Not all of us get that "wow" bike 2nd try. It rarely happens first try. Spending so much you cannot afford to let your bike or bikes "evolve" to what works best for you is quite likely putting a large damper on what your riding can be.

Last point - that "wow!" bike is only very loosely related to how much you spend. There are 40 yo bikes out there that fit you like a dream, have light, fast wheels and (once you get used to the idea that its just a 40 yo steel bike and you have to reach between your knees to shift those 10 gears (5 X 2, back when multipliication was used to describe gears!) disappear. You ride for miles before you think once about what's under you.

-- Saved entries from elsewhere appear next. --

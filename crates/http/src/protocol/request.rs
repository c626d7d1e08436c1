//! HTTP request header handling implementation.
//!
//! This module wraps the standard `http::Request` type so that a parsed request line
//! and header block can be inspected, framed, and later joined with a body.

use http::request::Parts;
use http::{HeaderMap, Method, Request, Uri, Version};

use crate::protocol::framing::{FramingHeaders, framing_headers};
use crate::protocol::head::{header_map, map_httparse_error, version};
use crate::protocol::{BodyFraming, HttpError, MessageHead, ParseError};

/// Represents an HTTP request header.
///
/// This struct wraps a `http::Request<()>` to provide:
/// - Access to standard HTTP header fields
/// - Conversion from different request formats
/// - Body attachment capabilities
#[derive(Debug)]
pub struct RequestHeader {
    inner: Request<()>,
}

impl AsRef<Request<()>> for RequestHeader {
    fn as_ref(&self) -> &Request<()> {
        &self.inner
    }
}

impl AsMut<Request<()>> for RequestHeader {
    fn as_mut(&mut self) -> &mut Request<()> {
        &mut self.inner
    }
}

impl RequestHeader {
    /// Consumes the header and returns the inner `Request<()>`.
    pub fn into_inner(self) -> Request<()> {
        self.inner
    }

    /// Attaches a body to this header, converting it into a full `Request<T>`.
    pub fn body<T>(self, body: T) -> Request<T> {
        self.inner.map(|()| body)
    }

    pub fn method(&self) -> &Method {
        self.inner.method()
    }

    pub fn uri(&self) -> &Uri {
        self.inner.uri()
    }

    pub fn version(&self) -> Version {
        self.inner.version()
    }

    pub fn headers(&self) -> &HeaderMap {
        self.inner.headers()
    }
}

impl From<Parts> for RequestHeader {
    #[inline]
    fn from(parts: Parts) -> Self {
        Self { inner: Request::from_parts(parts, ()) }
    }
}

impl From<Request<()>> for RequestHeader {
    #[inline]
    fn from(inner: Request<()>) -> Self {
        Self { inner }
    }
}

impl MessageHead for RequestHeader {
    const KIND: &'static str = "request";
    const EOF_BODY_BY_DEFAULT: bool = false;

    fn parse<'b>(src: &'b [u8], headers: &mut [httparse::Header<'b>]) -> Result<Option<(Self, usize)>, HttpError> {
        let max_headers = headers.len();
        let mut req = httparse::Request::new(headers);

        let header_len = match req.parse(src).map_err(|e| map_httparse_error(e, max_headers))? {
            httparse::Status::Complete(header_len) => header_len,
            httparse::Status::Partial => return Ok(None),
        };

        let method = req.method.ok_or_else(|| ParseError::malformed_headers("missing method"))?;
        let path = req.path.ok_or_else(|| ParseError::malformed_headers("missing request target"))?;

        let mut inner = Request::builder()
            .method(method)
            .uri(path)
            .version(version(req.version)?)
            .body(())
            .map_err(|e| ParseError::malformed_headers(format!("invalid request line: {e}")))?;
        *inner.headers_mut() = header_map(req.headers)?;

        Ok(Some((Self { inner }, header_len)))
    }

    /// Without framing headers a request body is empty, unless the caller set an
    /// explicit close-delimited policy.
    fn framing(&self, eof_body: Option<bool>) -> Result<BodyFraming, ParseError> {
        match framing_headers(self.headers())? {
            FramingHeaders::Chunked => Ok(BodyFraming::Chunked),
            FramingHeaders::Length(length) => Ok(BodyFraming::length(length)),
            FramingHeaders::OtherCoding => {
                Err(ParseError::malformed_headers("request transfer-encoding must end with chunked"))
            }
            FramingHeaders::Absent if eof_body.is_some() => Ok(BodyFraming::UntilClose),
            FramingHeaders::Absent => Ok(BodyFraming::Empty),
        }
    }

    fn headers(&self) -> &HeaderMap {
        self.inner.headers()
    }

    fn version(&self) -> Version {
        self.inner.version()
    }
}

I'm not saying you need to become an old fart like me that has older bikes he loves. I just don't want you to spend so much now that your mind is closed to seeing what will better suit you as you grow into cycling. (My bikes - a 1973 build, a 1979 custom built for me, a 1983 stock bike set up as a workhorse fix gear, a 2008 custom road bike and a 2011 custom road fix gear both built for me. I spent $80 of hard earned cash as a young teen to buy my first 10 speed. $400 for the bike that introduced me to racing. Fit for both of these bikes was mediocre but I had no clue. Spent $500 for my racing bike wholesale as a bike shop employee. The fit! Now I knew! It took me years to figure out how to get the fit of that pure racer onto my non-race bikes but from the moment I got on that bike, I knew.